__Data for review__:
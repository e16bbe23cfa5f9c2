//! Single-slot session handoff channel.
//!
//! Moves one fully-formed session across a page-navigation boundary: the
//! source page publishes the record and navigates with the session id in the
//! target URL; the target page consumes the slot only when the stored id
//! matches the id it was asked to open. Owner-set / consumer-clear, one
//! consumption per publish. This is explicitly not a cache: two concurrent
//! publishers race and the last write before the reader mounts wins.

use opticode_core::error::{OpticodeError, Result};
use opticode_core::session::SessionRecord;
use opticode_core::storage::KeyValueStore;
use std::sync::Arc;

const HANDOFF_KEY: &str = "opticode.handoff";

/// Transient single-entry holding area for session hydration.
pub struct HandoffSlot {
    store: Arc<dyn KeyValueStore>,
}

impl HandoffSlot {
    pub fn new(store: Arc<dyn KeyValueStore>) -> Self {
        Self { store }
    }

    /// Publishes a session into the slot, replacing any previous occupant.
    ///
    /// The record must already carry its identity; the consumer validates
    /// the slot against the id in the navigation target.
    pub async fn publish(&self, record: &SessionRecord) -> Result<()> {
        if record.id.is_empty() {
            return Err(OpticodeError::internal(
                "cannot publish a session without an assigned id",
            ));
        }
        let raw = serde_json::to_string(record)?;
        self.store.set(HANDOFF_KEY, raw).await
    }

    /// Consumes the slot if it holds the session `expected_id`.
    ///
    /// - Matching slot: returns the record and clears the slot
    ///   (consume-once; a second call yields `None`).
    /// - Absent slot or mismatched id: returns `None`, slot untouched;
    ///   the caller falls back to fresh session state.
    /// - Corrupt slot: cleared and treated as absent; unreadable garbage
    ///   can never be consumed.
    pub async fn consume(&self, expected_id: &str) -> Result<Option<SessionRecord>> {
        let raw = match self.store.get(HANDOFF_KEY).await? {
            Some(raw) => raw,
            None => return Ok(None),
        };

        let record: SessionRecord = match serde_json::from_str(&raw) {
            Ok(record) => record,
            Err(err) => {
                tracing::warn!("corrupt handoff slot cleared: {}", err);
                self.store.remove(HANDOFF_KEY).await?;
                return Ok(None);
            }
        };

        if record.id != expected_id {
            tracing::debug!(
                "handoff slot holds '{}', expected '{}'; falling back to fresh state",
                record.id,
                expected_id
            );
            return Ok(None);
        }

        if let Err(err) = self.store.remove(HANDOFF_KEY).await {
            // The record is still valid; a failed clear only risks a
            // second hydration, which the id check bounds.
            tracing::warn!("failed to clear handoff slot: {}", err);
        }
        Ok(Some(record))
    }

    /// Owner-side reset of the slot.
    pub async fn clear(&self) -> Result<()> {
        self.store.remove(HANDOFF_KEY).await
    }
}

#[cfg(test)]
mod tests {
    use super::*;
    use crate::memory_store::MemoryStore;

    fn slot() -> (HandoffSlot, MemoryStore) {
        let substrate = MemoryStore::new();
        (HandoffSlot::new(Arc::new(substrate.clone())), substrate)
    }

    fn record(id: &str) -> SessionRecord {
        SessionRecord {
            id: id.to_string(),
            name: format!("Session-{id}"),
            original_code: "x = 1".to_string(),
            ..Default::default()
        }
    }

    #[tokio::test]
    async fn test_consume_once() {
        let (slot, _) = slot();

        slot.publish(&record("s1")).await.unwrap();

        let hydrated = slot.consume("s1").await.unwrap().unwrap();
        assert_eq!(hydrated.id, "s1");

        // Second read with no new write: fresh-state fallback.
        assert!(slot.consume("s1").await.unwrap().is_none());
    }

    #[tokio::test]
    async fn test_mismatched_id_leaves_slot_intact() {
        let (slot, _) = slot();

        slot.publish(&record("s1")).await.unwrap();

        assert!(slot.consume("s2").await.unwrap().is_none());
        // The slot still serves its intended reader.
        assert!(slot.consume("s1").await.unwrap().is_some());
    }

    #[tokio::test]
    async fn test_empty_slot_is_fresh_state() {
        let (slot, _) = slot();
        assert!(slot.consume("s1").await.unwrap().is_none());
    }

    #[tokio::test]
    async fn test_last_publisher_wins() {
        let (slot, _) = slot();

        slot.publish(&record("s1")).await.unwrap();
        slot.publish(&record("s2")).await.unwrap();

        assert!(slot.consume("s1").await.unwrap().is_none());
        assert!(slot.consume("s2").await.unwrap().is_some());
    }

    #[tokio::test]
    async fn test_corrupt_slot_is_cleared() {
        let (slot, substrate) = slot();

        substrate
            .set("opticode.handoff", "garbage".to_string())
            .await
            .unwrap();

        assert!(slot.consume("s1").await.unwrap().is_none());
        assert_eq!(substrate.get("opticode.handoff").await.unwrap(), None);
    }

    #[tokio::test]
    async fn test_publish_requires_identity() {
        let (slot, _) = slot();
        let err = slot.publish(&SessionRecord::default()).await.unwrap_err();
        assert!(matches!(err, OpticodeError::Internal(_)));
    }
}
//! Inspection hooks for stepping through BSP tree operations.
//!
//! An [`Inspector`] is called synchronously once per node, right before the
//! node is built, inverted or clipped. Returning [`Inspection::Abort`] skips
//! that node and its subtree. This is a debugging aid: the resulting tree is
//! partial, but no error is raised.

use crate::mesh::bsp::node::Node;
use std::cell::{Cell, RefCell};

/// What is about to happen to a node.
#[derive(Debug)]
pub enum Event<'n, S: Clone> {
    /// `node` is about to take in polygons at depth `level`.
    Build { node: &'n Node<S>, level: usize },
    /// `node` is about to be flipped.
    Invert { node: &'n Node<S> },
    /// `node`'s polygons are about to be clipped against `other`.
    Clip {
        node: &'n Node<S>,
        other: &'n Node<S>,
    },
}

impl<S: Clone> Clone for Event<'_, S> {
    fn clone(&self) -> Self {
        *self
    }
}

impl<S: Clone> Copy for Event<'_, S> {}

/// Payload-free tag of an [`Event`].
#[derive(Debug, Clone, Copy, PartialEq, Eq, Hash)]
pub enum EventKind {
    Build,
    Invert,
    Clip,
}

impl<'n, S: Clone> Event<'n, S> {
    pub const fn kind(&self) -> EventKind {
        match self {
            Event::Build { .. } => EventKind::Build,
            Event::Invert { .. } => EventKind::Invert,
            Event::Clip { .. } => EventKind::Clip,
        }
    }

    /// The node the event is about.
    pub const fn node(&self) -> &'n Node<S> {
        match *self {
            Event::Build { node, .. } | Event::Invert { node } | Event::Clip { node, .. } => node,
        }
    }
}

/// Verdict of an [`Inspector`].
#[derive(Debug, Clone, Copy, PartialEq, Eq, Default)]
pub enum Inspection {
    #[default]
    Proceed,
    Abort,
}

/// Observer of BSP tree operations.
///
/// Inspectors run on the caller's stack inside the recursive hot path, so
/// they should return quickly.
pub trait Inspector<S: Clone> {
    fn inspect(&self, event: Event<'_, S>) -> Inspection;
}

/// An inspector that calls a closure for each event.
pub struct FnInspector<F> {
    func: RefCell<F>,
}

impl<F> FnInspector<F> {
    /// Creates a new inspector from a closure.
    pub const fn new(func: F) -> Self {
        Self {
            func: RefCell::new(func),
        }
    }

    pub fn into_inner(self) -> F {
        self.func.into_inner()
    }
}

impl<S, F> Inspector<S> for FnInspector<F>
where
    S: Clone,
    F: FnMut(Event<'_, S>) -> Inspection,
{
    fn inspect(&self, event: Event<'_, S>) -> Inspection {
        (self.func.borrow_mut())(event)
    }
}

/// Counts events per kind and optionally aborts once a step budget is spent,
/// which allows stepping through an operation one node at a time.
#[derive(Debug, Default)]
pub struct CountingInspector {
    builds: Cell<usize>,
    inverts: Cell<usize>,
    clips: Cell<usize>,
    budget: Option<usize>,
}

impl CountingInspector {
    pub fn new() -> Self {
        Self::default()
    }

    /// Proceed for the first `steps` events, abort every event after that.
    pub fn with_budget(steps: usize) -> Self {
        Self {
            budget: Some(steps),
            ..Self::default()
        }
    }

    pub fn builds(&self) -> usize {
        self.builds.get()
    }

    pub fn inverts(&self) -> usize {
        self.inverts.get()
    }

    pub fn clips(&self) -> usize {
        self.clips.get()
    }

    pub fn total(&self) -> usize {
        self.builds() + self.inverts() + self.clips()
    }
}

impl<S: Clone> Inspector<S> for CountingInspector {
    fn inspect(&self, event: Event<'_, S>) -> Inspection {
        if self.budget.is_some_and(|budget| self.total() >= budget) {
            return Inspection::Abort;
        }

        let counter = match event.kind() {
            EventKind::Build => &self.builds,
            EventKind::Invert => &self.inverts,
            EventKind::Clip => &self.clips,
        };
        counter.set(counter.get() + 1);

        Inspection::Proceed
    }
}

__Directions for this task__:
Give back, verbatim, the lines from the top of the entries above through the line containing "Owner-set / consumer-clear, one".

__Response to this exercise__:
repository e16bbe23cfa5f9c2
//! Single-slot session handoff channel.
//!
//! Moves one fully-formed session across a page-navigation boundary: the
//! source page publishes the record and navigates with the session id in the
//! target URL; the target page consumes the slot only when the stored id
//! matches the id it was asked to open. Owner-set / consumer-clear, one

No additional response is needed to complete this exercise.